Papers: 29 Aug 2020 - 4 Sep 2020

Animal Studies, Pharmacology/Drug Development

2020 Aug 26


Differential glutamatergic and GABAergic contributions to the tetrad effects of Δ-tetrahydrocannabinol revealed by cell-type-specific reconstitution of the CB1 receptor.


Δ-tetrahydrocannabinol (THC), the major psychoactive ingredient of Cannabis sativa, exerts its actions through the endocannabinoid system by stimulation of the cannabinoid type 1 (CB1) receptor. The widespread distribution of this receptor in different neuronal cell types and the plethora of functions that is modulated by the endocannabinoid system explain the versatility of the effects of THC. However, the cell types involved in the different THC effects are still not fully known.
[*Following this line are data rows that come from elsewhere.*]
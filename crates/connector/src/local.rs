//! Local process-based connector.
//!
//! Runs commands through `sh -c` on the machine kubeforge itself runs on.
//! Useful for single-node provisioning, dry runs against localhost, and
//! tests; fleet deployments substitute an SSH-backed implementation of the
//! same trait.

use std::path::Path;
use std::sync::Arc;

use async_trait::async_trait;
use tokio::process::Command;
use tracing::debug;

use crate::error::ConnectorError;
use crate::{CommandOutput, Connector, ConnectorFactory};

pub struct LocalConnector {
    host: String,
}

impl LocalConnector {
    pub fn new(host: impl Into<String>) -> Self {
        Self { host: host.into() }
    }
}

#[async_trait]
impl Connector for LocalConnector {
    async fn run(&self, command: &str) -> Result<CommandOutput, ConnectorError> {
        debug!(host = %self.host, %command, "running command");

        let output = Command::new("sh")
            .arg("-c")
            .arg(command)
            .output()
            .await
            .map_err(|source| ConnectorError::Spawn {
                host: self.host.clone(),
                source,
            })?;

        let code = output.status.code().ok_or_else(|| ConnectorError::Terminated {
            host: self.host.clone(),
        })?;

        let stdout = String::from_utf8(output.stdout).map_err(|_| ConnectorError::Utf8 {
            host: self.host.clone(),
        })?;
        let stderr = String::from_utf8(output.stderr).map_err(|_| ConnectorError::Utf8 {
            host: self.host.clone(),
        })?;

        Ok(CommandOutput {
            code,
            stdout,
            stderr,
        })
    }

    async fn write_file(&self, path: &Path, content: &[u8]) -> Result<(), ConnectorError> {
        tokio::fs::write(path, content)
            .await
            .map_err(|source| ConnectorError::Io {
                host: self.host.clone(),
                source,
            })
    }

    async fn read_file(&self, path: &Path) -> Result<Vec<u8>, ConnectorError> {
        tokio::fs::read(path)
            .await
            .map_err(|source| ConnectorError::Io {
                host: self.host.clone(),
                source,
            })
    }
}

/// Factory handing out a [`LocalConnector`] per host.
#[derive(Debug, Default)]
pub struct LocalConnectorFactory;

#[async_trait]
impl ConnectorFactory for LocalConnectorFactory {
    async fn connect(
        &self,
        host: &config::HostSpec,
    ) -> Result<Arc<dyn Connector>, ConnectorError> {
        Ok(Arc::new(LocalConnector::new(host.name.clone())))
    }
}

#[cfg(test)]
mod tests {
    use super::*;

    #[tokio::test]
    async fn run_captures_stdout_and_exit_code() {
        let conn = LocalConnector::new("local");
        let out = conn.run("echo hello").await.expect("command should run");
        assert!(out.success());
        assert_eq!(out.stdout.trim(), "hello");
    }

    #[tokio::test]
    async fn failing_command_reports_nonzero_code() {
        let conn = LocalConnector::new("local");
        let out = conn.run("exit 3").await.expect("command should run");
        assert!(!out.success());
        assert_eq!(out.code, 3);
    }
}
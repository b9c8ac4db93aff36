//! Host selection — resolving a task's abstract role/filter criteria
//! against the live inventory.

use std::collections::BTreeSet;
use std::sync::Arc;

use config::{HostSpec, Inventory};

/// Predicate narrowing a role-based selection.
pub type HostFilter = Arc<dyn Fn(&HostSpec) -> bool + Send + Sync>;

/// Resolves selectors against one immutable inventory. Selections inherit
/// the inventory's name ordering, so planning is deterministic.
pub struct HostSelector<'a> {
    inventory: &'a Inventory,
}

impl<'a> HostSelector<'a> {
    pub fn new(inventory: &'a Inventory) -> Self {
        Self { inventory }
    }

    /// Union of hosts matching any role, narrowed by the filter if present.
    /// With neither criterion, the whole inventory is selected.
    pub fn select(&self, roles: &BTreeSet<String>, filter: Option<&HostFilter>) -> Vec<HostSpec> {
        let mut hosts: Vec<HostSpec> = if roles.is_empty() {
            self.inventory.hosts().to_vec()
        } else {
            self.inventory
                .hosts()
                .iter()
                .filter(|host| roles.iter().any(|role| host.has_role(role)))
                .cloned()
                .collect()
        };

        if let Some(filter) = filter {
            hosts.retain(|host| filter(host));
        }

        hosts
    }

    pub fn all(&self) -> Vec<HostSpec> {
        self.inventory.hosts().to_vec()
    }
}

#[cfg(test)]
mod tests {
    use super::*;

    fn inventory() -> Inventory {
        Inventory::new(vec![
            HostSpec::new("cp1", "10.0.0.1").with_roles(["control-plane", "etcd"]),
            HostSpec::new("cp2", "10.0.0.2").with_roles(["control-plane"]),
            HostSpec::new("w1", "10.0.0.3").with_roles(["worker"]),
            HostSpec::new("w2", "10.0.0.4").with_roles(["worker"]),
        ])
    }

    fn roles(names: &[&str]) -> BTreeSet<String> {
        names.iter().map(|r| r.to_string()).collect()
    }

    #[test]
    fn role_selection_is_a_union() {
        let inv = inventory();
        let selector = HostSelector::new(&inv);

        let selected = selector.select(&roles(&["etcd", "worker"]), None);
        let names: Vec<_> = selected.iter().map(|h| h.name.as_str()).collect();
        assert_eq!(names, vec!["cp1", "w1", "w2"]);
    }

    #[test]
    fn filter_narrows_the_role_selection() {
        let inv = inventory();
        let selector = HostSelector::new(&inv);

        let only_w2: HostFilter = Arc::new(|h: &HostSpec| h.name == "w2");
        let selected = selector.select(&roles(&["worker"]), Some(&only_w2));
        let names: Vec<_> = selected.iter().map(|h| h.name.as_str()).collect();
        assert_eq!(names, vec!["w2"]);
    }

    #[test]
    fn no_criteria_selects_the_full_inventory() {
        let inv = inventory();
        let selector = HostSelector::new(&inv);
        assert_eq!(selector.select(&BTreeSet::new(), None).len(), 4);
    }

    #[test]
    fn unknown_role_selects_nothing() {
        let inv = inventory();
        let selector = HostSelector::new(&inv);
        assert!(selector.select(&roles(&["load-balancer"]), None).is_empty());
    }
}
//! Step-level error type.

use thiserror::Error;

/// Errors returned by a step's `check` or `execute` method.
///
/// The engine never aborts on these — it records them as Failed results and
/// lets dependency propagation decide what still runs.
#[derive(Debug, Error)]
pub enum StepError {
    /// The transport to the host failed.
    #[error(transparent)]
    Connector(#[from] connector::ConnectorError),

    /// The remote command ran and exited non-zero.
    #[error("command exited with status {code}")]
    Command {
        code: i32,
        stdout: String,
        stderr: String,
    },

    /// The run was cancelled before or during the call.
    #[error("step cancelled")]
    Cancelled,

    #[error("{0}")]
    Other(String),
}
Conditional CB1 receptor knock-out mice were previously used to identify CB1 receptor subpopulations that are "necessary" for the tetrad effects of a high dose of THC: hypothermia, hypolocomotion, catalepsy and analgesia. Here, we used mouse models for conditional CB1 receptor "rescue" in dorsal telencephalic glutamatergic and forebrain GABAergic neurons to determine which CB1 receptor subpopulations are "sufficient" for these tetrad effects. Glutamatergic CB1 receptor was not only necessary but also sufficient for THC-induced hypothermia and hypolocomotion. Analgesic and cataleptic effects of THC are largely independent of glutamatergic and GABAergic CB1 receptors, since no sufficiency was found, in agreement with the previously reported lack of necessity. We also revealed a novel aspect of GABAergic CB1 receptor signaling. In animals with CB1 receptors exclusively in forebrain GABAergic neurons, THC stimulated rather than reduced locomotion. This cell-type selective and hitherto unsuspected hyperlocomotive effect may be occluded in wild-types and conditional knockouts and only be exposed when CB1 signaling is absent in all other cell types, thus underlining the importance of investigating both necessary and sufficient functions to unequivocally unravel cell-type specific actions.